Page MenuHomePhabricator

[M] Upgrade code base to Spark 3
Closed, ResolvedPublic

Description

Data-Engineering upgraded the analytics cluster to Spark 3, see T295072: Install spark3 in analytics clusters.

NOTE: Spark 2 support will be dropped after March 31st, 2023.

Tasks

  • in stat machines, switch to the latest conda environment setup
  • run the pipeline and check whether changes to the code base are needed
  • update the production conda-environment.yaml
  • add the pipeline to the list of jobs to migrate

Event Timeline

MarkTraceur renamed this task from Upgrade code base to Spark 3 to [M] Upgrade code base to Spark 3.Dec 1 2022, 5:57 PM
xcollazo changed the task status from Open to In Progress.Dec 6 2022, 4:12 PM

@xcollazo should I move this to the Code Review column on the workboard?

@CBogen the MR above is one part of the migration to Spark3. I still have to produce the changes to the Airflow DAG. To reflect that I moved it to "Doing".

The changes needed on Airflow side have been incorporated on @Cparle's draft MR at https://gitlab.wikimedia.org/repos/data-engineering/airflow-dags/-/merge_requests/136#note_14898. See link for details of changes.

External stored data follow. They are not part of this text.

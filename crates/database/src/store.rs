use crate::entities::od_request::{self, Entity as OdRequest, Model};
use async_trait::async_trait;
use chrono::NaiveDateTime;
use models::status::RequestStatus;
use sea_orm::{
    ActiveValue::Set, ColumnTrait, DatabaseConnection, DbErr, EntityTrait, QueryFilter, QueryOrder,
    sea_query::Expr,
};
use thiserror::Error;
use uuid::Uuid;

#[derive(Debug, Error)]
pub enum StoreError {
    #[error("database error: {0}")]
    Database(#[from] DbErr),
}

/// Outcome of a compare-and-swap status transition.
#[derive(Debug, Clone, PartialEq)]
pub enum Transition {
    Applied(Model),
    /// The record had already left `Pending`; carries the status it holds.
    AlreadyDecided(RequestStatus),
    NotFound,
}

/// Storage interface for OD request records.
///
/// The lifecycle service only talks to this trait, so tests can substitute an
/// in-memory implementation and the transition guard stays in one place.
#[async_trait]
pub trait RequestStore: Send + Sync {
    /// Inserts one submission batch.
    async fn insert_many(&self, records: Vec<Model>) -> Result<(), StoreError>;

    /// All stored records, newest `created_at` first, optionally filtered by
    /// status.
    async fn all(&self, status: Option<RequestStatus>) -> Result<Vec<Model>, StoreError>;

    async fn find(&self, id: Uuid) -> Result<Option<Model>, StoreError>;

    /// Applies `Pending -> status` only if the record is still `Pending`.
    async fn transition(
        &self,
        id: Uuid,
        status: RequestStatus,
        at: NaiveDateTime,
    ) -> Result<Transition, StoreError>;

    /// Hard-deletes every `Approved` and `Rejected` record, returning the
    /// number removed. `Pending` records are untouched.
    async fn delete_decided(&self) -> Result<u64, StoreError>;
}

/// sea-orm backed store over the `od_requests` table.
pub struct DbStore {
    db: DatabaseConnection,
}

impl DbStore {
    pub fn new(db: DatabaseConnection) -> Self {
        Self { db }
    }

    fn to_active(record: Model) -> od_request::ActiveModel {
        od_request::ActiveModel {
            id: Set(record.id),
            name: Set(record.name),
            enrollment_number: Set(record.enrollment_number),
            email: Set(record.email),
            subject_code: Set(record.subject_code),
            faculty_code: Set(record.faculty_code),
            date: Set(record.date),
            time_from: Set(record.time_from),
            time_to: Set(record.time_to),
            reason: Set(record.reason),
            status: Set(record.status),
            created_at: Set(record.created_at),
            updated_at: Set(record.updated_at),
        }
    }
}

#[async_trait]
impl RequestStore for DbStore {
    async fn insert_many(&self, records: Vec<Model>) -> Result<(), StoreError> {
        if records.is_empty() {
            return Ok(());
        }

        let rows = records.into_iter().map(Self::to_active);
        OdRequest::insert_many(rows).exec(&self.db).await?;

        Ok(())
    }

    async fn all(&self, status: Option<RequestStatus>) -> Result<Vec<Model>, StoreError> {
        let mut query = OdRequest::find();

        if let Some(status) = status {
            query = query.filter(od_request::Column::Status.eq(status));
        }

        Ok(query
            .order_by_desc(od_request::Column::CreatedAt)
            .all(&self.db)
            .await?)
    }

    async fn find(&self, id: Uuid) -> Result<Option<Model>, StoreError> {
        Ok(OdRequest::find_by_id(id).one(&self.db).await?)
    }

    async fn transition(
        &self,
        id: Uuid,
        status: RequestStatus,
        at: NaiveDateTime,
    ) -> Result<Transition, StoreError> {
        // Guarded update: only a still-Pending row is touched, so a lost race
        // shows up as zero affected rows instead of a silent overwrite
        let result = OdRequest::update_many()
            .col_expr(od_request::Column::Status, Expr::value(status))
            .col_expr(od_request::Column::UpdatedAt, Expr::value(at))
            .filter(od_request::Column::Id.eq(id))
            .filter(od_request::Column::Status.eq(RequestStatus::Pending))
            .exec(&self.db)
            .await?;

        if result.rows_affected == 0 {
            return Ok(match self.find(id).await? {
                Some(record) => Transition::AlreadyDecided(record.status),
                None => Transition::NotFound,
            });
        }

        match self.find(id).await? {
            Some(record) => Ok(Transition::Applied(record)),
            None => Ok(Transition::NotFound),
        }
    }

    async fn delete_decided(&self) -> Result<u64, StoreError> {
        let result = OdRequest::delete_many()
            .filter(
                od_request::Column::Status
                    .is_in([RequestStatus::Approved, RequestStatus::Rejected]),
            )
            .exec(&self.db)
            .await?;

        Ok(result.rows_affected)
    }
}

This migration is now under review.

I have setup a meeting with @mfossati to discuss the perf degradation.

Below are my notes regarding the performance hit after migrating to Spark3. The TL;DR is that the query plan has changed and unfortunately Spark is now doing extra work that seems unnecesary, but this is difficult to override. Given our time constraints, my recommendation is to live with the perf hit.

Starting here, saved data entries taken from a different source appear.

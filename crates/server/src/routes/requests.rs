use crate::{
    dtos::request::{
        DecisionBody, ListQuery, RequestResponse, SubmitRequestBody, SubmitResponse,
    },
    error::ApiError,
    session::Coordinator,
    state::AppState,
};
use axum::{
    Json,
    extract::{Path, Query, State},
    http::StatusCode,
};
use database::entities::od_request::Model;
use models::status::RequestStatus;
use uuid::Uuid;

/// Submit an OD request (public). A range spanning K periods creates K
/// independent records awaiting individual decisions.
#[utoipa::path(
    post,
    path = "/api/requests",
    request_body = SubmitRequestBody,
    responses(
        (status = 201, description = "Requests created", body = SubmitResponse),
        (status = 400, description = "Missing or malformed field")
    ),
    tag = "Requests"
)]
pub async fn submit_request(
    State(state): State<AppState>,
    Json(body): Json<SubmitRequestBody>,
) -> Result<(StatusCode, Json<SubmitResponse>), ApiError> {
    let records = state.requests.submit(body.into()).await?;

    let message = format!("Created {} request(s)", records.len());
    Ok((
        StatusCode::CREATED,
        Json(SubmitResponse {
            message,
            requests: records.into_iter().map(Into::into).collect(),
        }),
    ))
}

/// List all stored requests, newest first (coordinator only)
#[utoipa::path(
    get,
    path = "/api/requests",
    params(ListQuery),
    responses(
        (status = 200, description = "Stored requests", body = Vec<RequestResponse>),
        (status = 400, description = "Unknown status filter"),
        (status = 401, description = "Not authenticated")
    ),
    security(("coordinator_session" = [])),
    tag = "Requests"
)]
pub async fn list_requests(
    _: Coordinator,
    State(state): State<AppState>,
    Query(query): Query<ListQuery>,
) -> Result<Json<Vec<RequestResponse>>, ApiError> {
    let status = match query.status.as_deref() {
        Some(raw) => Some(raw.parse::<RequestStatus>().map_err(ApiError::Validation)?),
        None => None,
    };

    let records = state.requests.list(status).await?;
    Ok(Json(records.into_iter().map(Into::into).collect()))
}

/// Approve or reject a pending request (coordinator only). The transition is
/// one-shot; deciding an already-decided request yields 409.
#[utoipa::path(
    put,
    path = "/api/requests/{id}",
    params(
        ("id" = Uuid, Path, description = "Request ID")
    ),
    request_body = DecisionBody,
    responses(
        (status = 200, description = "Request decided", body = RequestResponse),
        (status = 400, description = "Status was not \"Approved\" or \"Rejected\""),
        (status = 401, description = "Not authenticated"),
        (status = 404, description = "Unknown request ID"),
        (status = 409, description = "Request was already decided")
    ),
    security(("coordinator_session" = [])),
    tag = "Requests"
)]
pub async fn decide_request(
    _: Coordinator,
    State(state): State<AppState>,
    Path(id): Path<Uuid>,
    Json(body): Json<DecisionBody>,
) -> Result<Json<RequestResponse>, ApiError> {
    let record = match body.status.as_str() {
        "Approved" => state.requests.approve(id).await?,
        "Rejected" => state.requests.reject(id).await?,
        _ => {
            return Err(ApiError::Validation(
                "Status must be \"Approved\" or \"Rejected\"".to_owned(),
            ));
        }
    };

    notify_best_effort(&state, record.clone());

    Ok(Json(record.into()))
}

/// Fires the student decision notice without blocking the response. The
/// transition is already committed; a dead mail server only costs a log line.
fn notify_best_effort(state: &AppState, record: Model) {
    let mailer = state.mailer.clone();
    tokio::spawn(async move {
        if let Err(err) = mailer.send_decision_notice(&record).await {
            log::warn!(
                "failed to send decision notice for request {}: {err}",
                record.id
            );
        }
    });
}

(1) To repro the issue I did the following:

Ran the pipeline.py script as follows:

time python section_topics/pipeline.py 2022-12-05 --filter 2022-12-05_badly_parsed_revision_ids

(2) For Spark 3.1.2, got the following runtimes:

~90 mins
https://yarn.wikimedia.org/proxy/application_1663082229270_706297
~66mins
https://yarn.wikimedia.org/cluster/app/application_1663082229270_710061
~76mins
https://yarn.wikimedia.org/cluster/app/application_1663082229270_710369

For an average of: ~77 mins.

(3) For Spark 2.4.4, got the following runtimes:

~53mins
https://yarn.wikimedia.org/cluster/app/application_1663082229270_711086
~53mins
https://yarn.wikimedia.org/cluster/app/application_1663082229270_730355
~52mins
https://yarn.wikimedia.org/cluster/app/application_1663082229270_730480

For an average of: ~53 mins.

(4) A cursory check of the query plans for Spark2 and Spark3 first did not find any significant changes. I looked for the usual culprits: More Exchange nodes, more Sort nodes. They all matched.

(5) However, after deeper inspection, I found that a BatchEvalPython node for running the parse() UDF is added twice for the Spark 2 run, while it is added 4 times on Spark3. Relevant query plan section below. Notice how Spark3 pushed down the BatchEvalPython node down into the join.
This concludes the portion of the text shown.